## What you are asked to do
Beginning with the first line of the data below, extract each line up to and including the one containing "the Tokio runtime". Copy them exactly and add nothing.

## Data under study
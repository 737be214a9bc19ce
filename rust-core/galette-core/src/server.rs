//! # HTTP Server
//!
//! Serves a [`Dispatcher`] over HTTP/1 with Hyper and Tokio.
//! Implements graceful shutdown with signal handling.
//!
//! ## Key Features
//!
//! - Async connection handling on the Tokio runtime
//! - Graceful shutdown on SIGINT, draining open connections
//! - Request body size limit (413)
//! - Unsupported verbs answered with 501

use crate::dispatcher::Dispatcher;
use crate::error::{Error, Result};
use crate::request::Request;
use crate::response::Response;
use http_body_util::Full;
use hyper::body::Bytes;
use hyper::server::conn::http1;
use hyper::service::service_fn;
use hyper::StatusCode;
use hyper_util::rt::TokioIo;
use std::convert::Infallible;
use std::net::SocketAddr;
use std::sync::atomic::{AtomicUsize, Ordering};
use std::sync::Arc;
use std::time::Duration;
use tracing::{error, info, warn};
use tracing_subscriber::EnvFilter;

/// Filter used when `RUST_LOG` is unset
pub const DEFAULT_LOG_FILTER: &str = "galette=info";

/// Install a JSON tracing subscriber filtered by `RUST_LOG`
///
/// Does nothing when a global subscriber is already set.
pub fn init_tracing() {
    let filter = EnvFilter::try_from_default_env().unwrap_or_else(|_| EnvFilter::new(DEFAULT_LOG_FILTER));
    let _ = tracing_subscriber::fmt()
        .json()
        .with_env_filter(filter)
        .with_target(true)
        .try_init();
}

/// HTTP Server configuration
#[derive(Debug, Clone)]
pub struct ServerConfig {
    /// Address to bind the server to
    pub address: SocketAddr,
    /// Enable keep-alive connections
    pub keep_alive: bool,
    /// Shutdown timeout for graceful shutdown (default: 30 seconds)
    pub shutdown_timeout: Duration,
    /// Max request body size in bytes
    pub max_body_size: usize,
}

impl Default for ServerConfig {
    fn default() -> Self {
        Self {
            address: ([127, 0, 0, 1], 8000).into(),
            keep_alive: true,
            shutdown_timeout: Duration::from_secs(30),
            max_body_size: 1024 * 1024,
        }
    }
}

/// HTTP front end for a compiled API
#[derive(Debug)]
pub struct Server {
    config: ServerConfig,
    dispatcher: Arc<Dispatcher>,
}

impl Server {
    /// Server for a dispatcher with the default configuration
    #[must_use]
    pub fn new(dispatcher: Dispatcher) -> Self {
        Self {
            config: ServerConfig::default(),
            dispatcher: Arc::new(dispatcher),
        }
    }

    /// Replace the configuration
    #[must_use]
    pub fn with_config(mut self, config: ServerConfig) -> Self {
        self.config = config;
        self
    }

    /// Bind the server to an address
    #[must_use]
    pub const fn bind(mut self, addr: SocketAddr) -> Self {
        self.config.address = addr;
        self
    }

    /// Set max request body size
    pub fn set_max_body_size(&mut self, bytes: usize) {
        self.config.max_body_size = bytes;
    }

    /// Current configuration
    #[must_use]
    pub const fn config(&self) -> &ServerConfig {
        &self.config
    }

    /// The dispatcher behind the server
    #[must_use]
    pub fn dispatcher(&self) -> &Dispatcher {
        &self.dispatcher
    }

    /// Start the server with graceful shutdown
    ///
    /// # Errors
    ///
    /// Returns `Error::BindError` when the address cannot be bound and
    /// `Error::Io` when accepting a connection fails.
    pub async fn serve(&self) -> Result<()> {
        let addr = self.config.address;
        let listener = bind(addr).map_err(|source| Error::BindError {
            address: addr.to_string(),
            source,
        })?;

        info!(address = %addr, routes = self.dispatcher.routes().len(), "Server listening");

        let active = Arc::new(AtomicUsize::new(0));
        let max_body_size = self.config.max_body_size;
        let keep_alive = self.config.keep_alive;
        let shutdown = shutdown_signal();
        tokio::pin!(shutdown);

        loop {
            tokio::select! {
                accept_result = listener.accept() => {
                    let (stream, remote_addr) = accept_result?;
                    let io = TokioIo::new(stream);
                    let dispatcher = self.dispatcher.clone();
                    let active = active.clone();

                    tokio::task::spawn(async move {
                        active.fetch_add(1, Ordering::Relaxed);
                        let service = service_fn(move |req| {
                            let dispatcher = dispatcher.clone();
                            async move {
                                Ok::<_, Infallible>(
                                    handle_request(req, &dispatcher, remote_addr, max_body_size).await,
                                )
                            }
                        });
                        if let Err(err) = http1::Builder::new()
                            .keep_alive(keep_alive)
                            .serve_connection(io, service)
                            .await
                        {
                            error!(remote = %remote_addr, error = %err, "Error serving connection");
                        }
                        active.fetch_sub(1, Ordering::Relaxed);
                    });
                }
                () = &mut shutdown => {
                    info!("Shutdown signal received, stopping server...");
                    break;
                }
            }
        }

        let timeout = self.config.shutdown_timeout;
        let drain = async {
            while active.load(Ordering::Relaxed) > 0 {
                tokio::time::sleep(Duration::from_millis(50)).await;
            }
        };
        if tokio::time::timeout(timeout, drain).await.is_err() {
            warn!(
                open = active.load(Ordering::Relaxed),
                "Shutdown timeout reached with open connections"
            );
        }
        Ok(())
    }
}

fn bind(addr: SocketAddr) -> std::io::Result<tokio::net::TcpListener> {
    let socket = if addr.is_ipv4() {
        tokio::net::TcpSocket::new_v4()?
    } else {
        tokio::net::TcpSocket::new_v6()?
    };
    socket.set_reuseaddr(true)?;
    #[cfg(not(windows))]
    {
        socket.set_reuseport(true)?;
    }
    socket.bind(addr)?;
    socket.listen(1024)
}

async fn shutdown_signal() {
    if let Err(err) = tokio::signal::ctrl_c().await {
        error!(error = %err, "Failed to install CTRL+C signal handler");
        std::future::pending::<()>().await;
    }
}

fn plain(status: StatusCode) -> Response {
    Response::text(status.canonical_reason().unwrap_or_default()).with_status(status)
}

/// Turn a hyper request into a dispatcher response
async fn handle_request(
    req: hyper::Request<hyper::body::Incoming>,
    dispatcher: &Dispatcher,
    remote_addr: SocketAddr,
    max_body_size: usize,
) -> hyper::Response<Full<Bytes>> {
    let response = match Request::from_hyper_with_limit(req, max_body_size).await {
        Ok(Some(request)) => {
            let request = request.with_header("x-client-ip", &remote_addr.ip().to_string());
            dispatcher.serve(request)
        }
        Ok(None) => plain(StatusCode::NOT_IMPLEMENTED),
        Err(Error::PayloadTooLarge { limit, actual }) => {
            warn!(remote = %remote_addr, limit, actual, "Request body too large");
            plain(StatusCode::PAYLOAD_TOO_LARGE)
        }
        Err(Error::Http(err)) => {
            warn!(remote = %remote_addr, error = %err, "Request body could not be read");
            plain(StatusCode::BAD_REQUEST)
        }
        Err(err) => {
            error!(remote = %remote_addr, error = %err, "Failed to read request");
            plain(StatusCode::BAD_REQUEST)
        }
    };
    response.into_hyper()
}

#[cfg(test)]
mod tests {
    use super::*;
    use crate::api::Api;

    #[test]
    fn test_server_config_default() {
        let config = ServerConfig::default();
        assert_eq!(config.address.port(), 8000);
        assert!(config.keep_alive);
        assert_eq!(config.max_body_size, 1024 * 1024);
    }

    #[test]
    fn test_server_builders() {
        let mut server = Server::new(Api::new().build().unwrap()).bind(([0, 0, 0, 0], 9090).into());
        server.set_max_body_size(16);
        assert_eq!(server.config().address.port(), 9090);
        assert_eq!(server.config().max_body_size, 16);
        assert!(server.dispatcher().routes().is_empty());
    }

    #[cfg(unix)]
    #[test]
    fn test_serve_reports_bind_error() {
        let taken = std::net::TcpListener::bind("127.0.0.1:0").unwrap();
        let server = Server::new(Api::new().build().unwrap()).bind(taken.local_addr().unwrap());
        let result = tokio_test::block_on(server.serve());
        assert!(matches!(result, Err(Error::BindError { .. })));
    }

    #[test]
    fn test_plain_response() {
        let response = plain(StatusCode::PAYLOAD_TOO_LARGE);
        assert_eq!(response.status, StatusCode::PAYLOAD_TOO_LARGE);
        assert_eq!(response.body_text(), "Payload Too Large");
    }
}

## Output
repository 737be214a9bc19ce
filename rust-core/galette-core/src/server.rs
//! # HTTP Server
//!
//! Serves a [`Dispatcher`] over HTTP/1 with Hyper and Tokio.
//! Implements graceful shutdown with signal handling.
//!
//! ## Key Features
//!
//! - Async connection handling on the Tokio runtime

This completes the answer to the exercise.